As an example, we numerically demonstrate the component analysis process for the signal mixing component (Fig. 1(b)) to get its characterization equation for training. One can use a similar method to get the characterization equations using experimental data instead.

For the signal mixing component, we perform a two-dimensional simulation with transverse electric polarization, as shown in Fig. 4. Two rings are coupled with each other with an edge-to-edge distance $d_{rr}=410$ nm, and they couple to the bus waveguides with the same edge-to-edge distance $d_{rw}=200$ nm. The device has a relative permittivity of $\epsilon _r=12$ and is surrounded by air. The waveguide has a width of $250$ nm and is single-moded at $\omega _0=2\pi \times 197.889$ THz supporting only the fundamental even mode. All ring resonators designed in this section have the same diameter $d_{ring}=6.45~\mu$m measured from the center of the ring to the waveguide center and are on resonance at $\omega _0$ before tuning. Suppose a signal at $\omega _0$ is incident at port 1 of the coupled ring structure, and the transmission and phase responses are measured at port 2, as shown in Fig. 4. The transmission and phase spectra can be tuned by changing the refractive index of the rings. The refractive index change can be directly related to the tunable elements such as the temperatures and voltages in experiments. Meanwhile, we can relate the tunable phase parameter $\Delta \theta$ with the refractive index change $\Delta n$ as

(18)$$\Delta \theta = \Delta \beta L = \Delta n_{eff} \frac{\omega_0}{c} L = k\Delta n,$$

where $k=86.73$ rad, as determined in our simulations. Once we obtain the transmission and phase responses as a function of the tunable phase parameter $\Delta \theta$, we can fit the analytical model, as described in Eq. (4).
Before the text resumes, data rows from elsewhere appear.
//! XSalsa20-Poly1305 secretbox strategy
//!
//! Layout: `nonce(24) ‖ box`, where `box` is the NaCl secretbox output.
//! Kept for reading data written by older deployments. The construction has
//! no associated data input, so a non-empty `aad` is refused instead of
//! being silently dropped.

use crypto_secretbox::{
    Nonce, XSalsa20Poly1305,
    aead::{Aead, KeyInit},
};

use super::{AeadStrategy, Algorithm, check_min_len};
use crate::{encoding::Ciphertext, entropy::Entropy, error::CryptoError, keys::SharedKey};

const NONCE_BYTES: usize = 24;
const TAG_BYTES: usize = 16;

/// Legacy XSalsa20-Poly1305 secretbox.
#[derive(Debug, Clone, Copy, Default)]
pub struct XSalsa20Poly1305Strategy;

fn reject_aad(aad: &[u8]) -> Result<(), CryptoError> {
    if !aad.is_empty() {
        return Err(CryptoError::UnsupportedAssociatedData {
            algorithm: Algorithm::XSalsa20Poly1305.name(),
        });
    }
    Ok(())
}

impl AeadStrategy for XSalsa20Poly1305Strategy {
    fn algorithm(&self) -> Algorithm {
        Algorithm::XSalsa20Poly1305
    }

    fn min_ciphertext_len(&self) -> usize {
        NONCE_BYTES + TAG_BYTES
    }

    fn supports_aad(&self) -> bool {
        false
    }

    fn encrypt(
        &self,
        key: &SharedKey,
        plaintext: &[u8],
        aad: &[u8],
        entropy: &dyn Entropy,
    ) -> Result<Ciphertext, CryptoError> {
        reject_aad(aad)?;

        let mut nonce = [0u8; NONCE_BYTES];
        entropy.fill(&mut nonce);

        let cipher = XSalsa20Poly1305::new(key.as_array().into());
        let Ok(sealed) = cipher.encrypt(Nonce::from_slice(&nonce), plaintext) else {
            unreachable!("secretbox encryption cannot fail with valid inputs");
        };

        let mut out = Vec::with_capacity(NONCE_BYTES + sealed.len());
        out.extend_from_slice(&nonce);
        out.extend_from_slice(&sealed);
        Ok(Ciphertext::new(out))
    }

    fn decrypt(
        &self,
        key: &SharedKey,
        ciphertext: &[u8],
        aad: &[u8],
    ) -> Result<Vec<u8>, CryptoError> {
        reject_aad(aad)?;
        check_min_len(ciphertext, self.min_ciphertext_len())?;

        let (nonce, sealed) = ciphertext.split_at(NONCE_BYTES);
        let cipher = XSalsa20Poly1305::new(key.as_array().into());
        cipher
            .decrypt(Nonce::from_slice(nonce), sealed)
            .map_err(|_| CryptoError::AuthenticationFailure)
    }
}

#[cfg(test)]
mod tests {
    use super::*;
    use crate::{encoding::BinaryString, entropy::SystemEntropy};

    #[test]
    fn round_trip() {
        let key = SharedKey::generate(&SystemEntropy);
        let strategy = XSalsa20Poly1305Strategy;

        let ciphertext = strategy.encrypt(&key, b"legacy", b"", &SystemEntropy).unwrap();
        assert_eq!(ciphertext.len(), NONCE_BYTES + 6 + TAG_BYTES);
        assert_eq!(strategy.decrypt(&key, ciphertext.as_bytes(), b"").unwrap(), b"legacy");
    }

    #[test]
    fn associated_data_is_refused() {
        let key = SharedKey::generate(&SystemEntropy);
        let strategy = XSalsa20Poly1305Strategy;
        let expected = CryptoError::UnsupportedAssociatedData { algorithm: "xsalsa20-poly1305" };

        let err = strategy.encrypt(&key, b"legacy", b"aad", &SystemEntropy).unwrap_err();
        assert_eq!(err, expected);

        let ciphertext = strategy.encrypt(&key, b"legacy", b"", &SystemEntropy).unwrap();
        assert_eq!(strategy.decrypt(&key, ciphertext.as_bytes(), b"aad").unwrap_err(), expected);
    }

    #[test]
    fn tampering_is_detected() {
        let key = SharedKey::generate(&SystemEntropy);
        let strategy = XSalsa20Poly1305Strategy;
        let ciphertext = strategy.encrypt(&key, b"legacy", b"", &SystemEntropy).unwrap();
        let mut bytes = ciphertext.into_bytes();
        bytes[NONCE_BYTES + 2] ^= 0x10;

        assert_eq!(
            strategy.decrypt(&key, &bytes, b"").unwrap_err(),
            CryptoError::AuthenticationFailure
        );
    }
}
The fitting results of the coupled double ring resonator are $r_{rw} = 0.9804$, $r_{rr} = 0.9998$ and $a=1$. Thus, the signal mixing component can be described analytically as a function of $\Delta \theta$ (or $\Delta n$), and we can train the coherent optical neural network based on the characterization equation by varying $\Delta \theta$ (or $\Delta n$) of each component.

Fig. 4. Full wave simulations and spectra fitting results. (a) $E_z$ field distribution inside the signal mixing component. (b) Transmission as a function of refractive index changes. (c) Phase change as a function of refractive index changes.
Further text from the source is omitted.